**DATA**

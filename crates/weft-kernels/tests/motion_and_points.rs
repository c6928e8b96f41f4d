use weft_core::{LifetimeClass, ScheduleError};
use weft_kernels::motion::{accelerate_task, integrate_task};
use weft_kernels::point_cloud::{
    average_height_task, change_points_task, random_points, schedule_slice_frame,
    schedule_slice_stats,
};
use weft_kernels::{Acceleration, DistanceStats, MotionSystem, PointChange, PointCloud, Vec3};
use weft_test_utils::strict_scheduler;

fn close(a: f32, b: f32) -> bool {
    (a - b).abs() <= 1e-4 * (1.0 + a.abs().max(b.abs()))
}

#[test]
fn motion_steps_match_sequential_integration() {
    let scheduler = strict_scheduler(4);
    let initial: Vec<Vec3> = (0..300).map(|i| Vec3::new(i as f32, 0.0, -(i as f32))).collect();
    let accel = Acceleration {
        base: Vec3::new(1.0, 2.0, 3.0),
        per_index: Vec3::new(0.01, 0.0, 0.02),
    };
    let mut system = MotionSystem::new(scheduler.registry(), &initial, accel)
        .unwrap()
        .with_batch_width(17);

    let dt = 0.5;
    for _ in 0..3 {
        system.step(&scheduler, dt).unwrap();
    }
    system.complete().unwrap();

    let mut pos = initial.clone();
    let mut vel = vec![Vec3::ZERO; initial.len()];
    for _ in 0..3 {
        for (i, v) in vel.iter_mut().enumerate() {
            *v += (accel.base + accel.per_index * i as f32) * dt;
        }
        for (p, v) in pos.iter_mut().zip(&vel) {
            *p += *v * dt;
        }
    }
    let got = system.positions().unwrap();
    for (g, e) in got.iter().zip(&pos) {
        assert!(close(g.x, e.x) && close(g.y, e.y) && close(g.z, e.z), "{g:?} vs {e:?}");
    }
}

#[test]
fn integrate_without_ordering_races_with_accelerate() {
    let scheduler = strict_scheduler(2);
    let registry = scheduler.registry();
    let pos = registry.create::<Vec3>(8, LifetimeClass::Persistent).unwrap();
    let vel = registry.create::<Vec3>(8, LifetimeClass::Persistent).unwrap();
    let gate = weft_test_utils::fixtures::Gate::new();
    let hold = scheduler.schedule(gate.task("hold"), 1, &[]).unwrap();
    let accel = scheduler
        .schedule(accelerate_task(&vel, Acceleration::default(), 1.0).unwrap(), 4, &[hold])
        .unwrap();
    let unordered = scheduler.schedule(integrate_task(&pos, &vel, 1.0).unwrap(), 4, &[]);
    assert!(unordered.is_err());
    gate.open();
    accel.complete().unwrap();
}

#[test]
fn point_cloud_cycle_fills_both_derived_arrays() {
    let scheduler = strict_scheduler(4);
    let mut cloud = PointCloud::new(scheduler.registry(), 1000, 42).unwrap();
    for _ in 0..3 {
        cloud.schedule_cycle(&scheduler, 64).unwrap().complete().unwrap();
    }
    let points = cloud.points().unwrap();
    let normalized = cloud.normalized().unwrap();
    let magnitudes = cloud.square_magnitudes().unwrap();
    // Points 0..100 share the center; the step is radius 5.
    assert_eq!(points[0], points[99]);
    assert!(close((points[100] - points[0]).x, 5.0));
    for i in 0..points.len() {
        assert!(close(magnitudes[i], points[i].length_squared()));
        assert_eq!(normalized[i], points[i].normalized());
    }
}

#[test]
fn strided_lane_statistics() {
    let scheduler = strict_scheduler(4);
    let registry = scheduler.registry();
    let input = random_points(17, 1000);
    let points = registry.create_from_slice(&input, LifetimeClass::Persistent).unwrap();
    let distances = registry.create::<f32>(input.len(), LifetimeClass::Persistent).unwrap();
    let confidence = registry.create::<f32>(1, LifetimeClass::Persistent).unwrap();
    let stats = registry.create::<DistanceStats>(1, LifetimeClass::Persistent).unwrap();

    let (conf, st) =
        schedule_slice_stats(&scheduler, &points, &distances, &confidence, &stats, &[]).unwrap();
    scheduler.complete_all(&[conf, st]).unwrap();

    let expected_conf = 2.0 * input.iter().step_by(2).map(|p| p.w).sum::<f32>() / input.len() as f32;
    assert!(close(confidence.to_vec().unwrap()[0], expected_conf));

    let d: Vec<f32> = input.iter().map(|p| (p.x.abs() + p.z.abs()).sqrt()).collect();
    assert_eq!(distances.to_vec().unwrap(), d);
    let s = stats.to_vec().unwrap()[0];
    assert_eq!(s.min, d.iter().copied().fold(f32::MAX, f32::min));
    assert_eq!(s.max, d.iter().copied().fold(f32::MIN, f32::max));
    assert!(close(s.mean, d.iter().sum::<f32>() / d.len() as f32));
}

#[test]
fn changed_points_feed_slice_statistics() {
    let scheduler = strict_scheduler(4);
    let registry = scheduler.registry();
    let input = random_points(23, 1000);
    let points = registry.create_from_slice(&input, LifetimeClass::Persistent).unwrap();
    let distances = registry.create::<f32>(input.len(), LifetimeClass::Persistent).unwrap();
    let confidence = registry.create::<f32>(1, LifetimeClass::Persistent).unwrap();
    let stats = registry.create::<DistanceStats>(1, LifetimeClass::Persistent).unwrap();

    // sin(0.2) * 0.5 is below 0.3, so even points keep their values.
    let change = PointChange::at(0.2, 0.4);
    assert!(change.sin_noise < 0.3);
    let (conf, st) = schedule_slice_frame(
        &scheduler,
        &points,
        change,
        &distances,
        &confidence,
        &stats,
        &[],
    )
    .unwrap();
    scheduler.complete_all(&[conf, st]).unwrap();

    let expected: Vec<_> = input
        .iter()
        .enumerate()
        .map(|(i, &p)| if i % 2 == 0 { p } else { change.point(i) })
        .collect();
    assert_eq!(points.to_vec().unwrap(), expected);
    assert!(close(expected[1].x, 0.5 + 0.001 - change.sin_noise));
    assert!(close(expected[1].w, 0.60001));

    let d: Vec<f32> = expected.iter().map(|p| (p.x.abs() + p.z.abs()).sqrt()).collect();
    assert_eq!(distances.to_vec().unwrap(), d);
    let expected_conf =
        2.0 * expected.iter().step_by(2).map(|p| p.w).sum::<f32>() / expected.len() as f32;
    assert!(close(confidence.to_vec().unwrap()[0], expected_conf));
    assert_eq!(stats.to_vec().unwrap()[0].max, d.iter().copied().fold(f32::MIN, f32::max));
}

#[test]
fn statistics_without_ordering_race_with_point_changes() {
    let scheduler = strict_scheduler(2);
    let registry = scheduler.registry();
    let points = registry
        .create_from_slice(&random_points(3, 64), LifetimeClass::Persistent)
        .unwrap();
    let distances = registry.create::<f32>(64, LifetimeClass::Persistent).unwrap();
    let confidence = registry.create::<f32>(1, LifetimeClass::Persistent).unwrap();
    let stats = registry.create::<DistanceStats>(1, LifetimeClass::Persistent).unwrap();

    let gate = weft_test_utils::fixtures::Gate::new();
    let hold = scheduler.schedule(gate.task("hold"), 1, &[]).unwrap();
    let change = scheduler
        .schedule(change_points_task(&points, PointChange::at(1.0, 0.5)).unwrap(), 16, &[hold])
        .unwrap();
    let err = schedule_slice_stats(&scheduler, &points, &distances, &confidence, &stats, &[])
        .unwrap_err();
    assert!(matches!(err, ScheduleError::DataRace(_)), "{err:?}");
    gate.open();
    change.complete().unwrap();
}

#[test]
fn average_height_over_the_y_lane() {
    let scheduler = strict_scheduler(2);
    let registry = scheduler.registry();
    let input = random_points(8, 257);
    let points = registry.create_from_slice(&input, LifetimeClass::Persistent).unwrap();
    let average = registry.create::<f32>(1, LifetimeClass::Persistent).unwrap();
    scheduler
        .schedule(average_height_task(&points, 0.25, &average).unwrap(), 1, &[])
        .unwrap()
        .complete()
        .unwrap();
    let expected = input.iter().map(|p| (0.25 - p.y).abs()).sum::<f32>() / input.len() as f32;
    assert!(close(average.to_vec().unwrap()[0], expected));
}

* * *

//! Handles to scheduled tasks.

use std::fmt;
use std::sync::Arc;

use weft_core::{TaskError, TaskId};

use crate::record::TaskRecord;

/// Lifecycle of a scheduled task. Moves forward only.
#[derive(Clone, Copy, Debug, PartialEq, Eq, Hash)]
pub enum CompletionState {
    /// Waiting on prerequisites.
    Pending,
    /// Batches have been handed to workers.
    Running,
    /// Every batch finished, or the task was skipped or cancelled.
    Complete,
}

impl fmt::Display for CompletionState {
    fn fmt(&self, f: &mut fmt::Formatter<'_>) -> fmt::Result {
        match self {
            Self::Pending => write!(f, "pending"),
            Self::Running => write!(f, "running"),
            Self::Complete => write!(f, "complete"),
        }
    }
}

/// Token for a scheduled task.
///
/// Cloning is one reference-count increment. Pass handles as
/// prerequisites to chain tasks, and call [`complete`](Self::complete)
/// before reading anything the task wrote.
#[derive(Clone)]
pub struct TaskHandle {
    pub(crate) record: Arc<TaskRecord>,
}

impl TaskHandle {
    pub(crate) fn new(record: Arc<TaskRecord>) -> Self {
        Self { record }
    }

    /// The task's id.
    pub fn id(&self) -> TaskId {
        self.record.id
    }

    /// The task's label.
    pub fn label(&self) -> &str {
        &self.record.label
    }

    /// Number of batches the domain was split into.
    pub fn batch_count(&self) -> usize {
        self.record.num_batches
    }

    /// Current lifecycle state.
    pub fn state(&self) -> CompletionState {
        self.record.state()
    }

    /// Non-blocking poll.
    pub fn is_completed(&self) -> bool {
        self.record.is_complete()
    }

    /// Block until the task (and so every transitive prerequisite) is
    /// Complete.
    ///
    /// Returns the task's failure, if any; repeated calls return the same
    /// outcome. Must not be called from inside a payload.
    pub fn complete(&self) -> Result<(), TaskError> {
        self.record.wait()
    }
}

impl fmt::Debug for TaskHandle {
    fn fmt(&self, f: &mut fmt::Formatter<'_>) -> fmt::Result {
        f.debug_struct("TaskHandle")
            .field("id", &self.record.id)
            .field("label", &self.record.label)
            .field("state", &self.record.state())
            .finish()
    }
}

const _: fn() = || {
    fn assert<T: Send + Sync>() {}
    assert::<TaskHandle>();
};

**EXERCISE**
Would you print exactly and only the lines of the material above that run from the line with "assert_eq!(s.min, d.iter().copied().fold(f32::MAX, f32::min));" through the line with "assert!(close(expected[1].w, 0.60001));", both included?

**COMPLETED TASK**
    assert_eq!(s.min, d.iter().copied().fold(f32::MAX, f32::min));
    assert_eq!(s.max, d.iter().copied().fold(f32::MIN, f32::max));
    assert!(close(s.mean, d.iter().sum::<f32>() / d.len() as f32));
}

#[test]
fn changed_points_feed_slice_statistics() {
    let scheduler = strict_scheduler(4);
    let registry = scheduler.registry();
    let input = random_points(23, 1000);
    let points = registry.create_from_slice(&input, LifetimeClass::Persistent).unwrap();
    let distances = registry.create::<f32>(input.len(), LifetimeClass::Persistent).unwrap();
    let confidence = registry.create::<f32>(1, LifetimeClass::Persistent).unwrap();
    let stats = registry.create::<DistanceStats>(1, LifetimeClass::Persistent).unwrap();

    // sin(0.2) * 0.5 is below 0.3, so even points keep their values.
    let change = PointChange::at(0.2, 0.4);
    assert!(change.sin_noise < 0.3);
    let (conf, st) = schedule_slice_frame(
        &scheduler,
        &points,
        change,
        &distances,
        &confidence,
        &stats,
        &[],
    )
    .unwrap();
    scheduler.complete_all(&[conf, st]).unwrap();

    let expected: Vec<_> = input
        .iter()
        .enumerate()
        .map(|(i, &p)| if i % 2 == 0 { p } else { change.point(i) })
        .collect();
    assert_eq!(points.to_vec().unwrap(), expected);
    assert!(close(expected[1].x, 0.5 + 0.001 - change.sin_noise));
    assert!(close(expected[1].w, 0.60001));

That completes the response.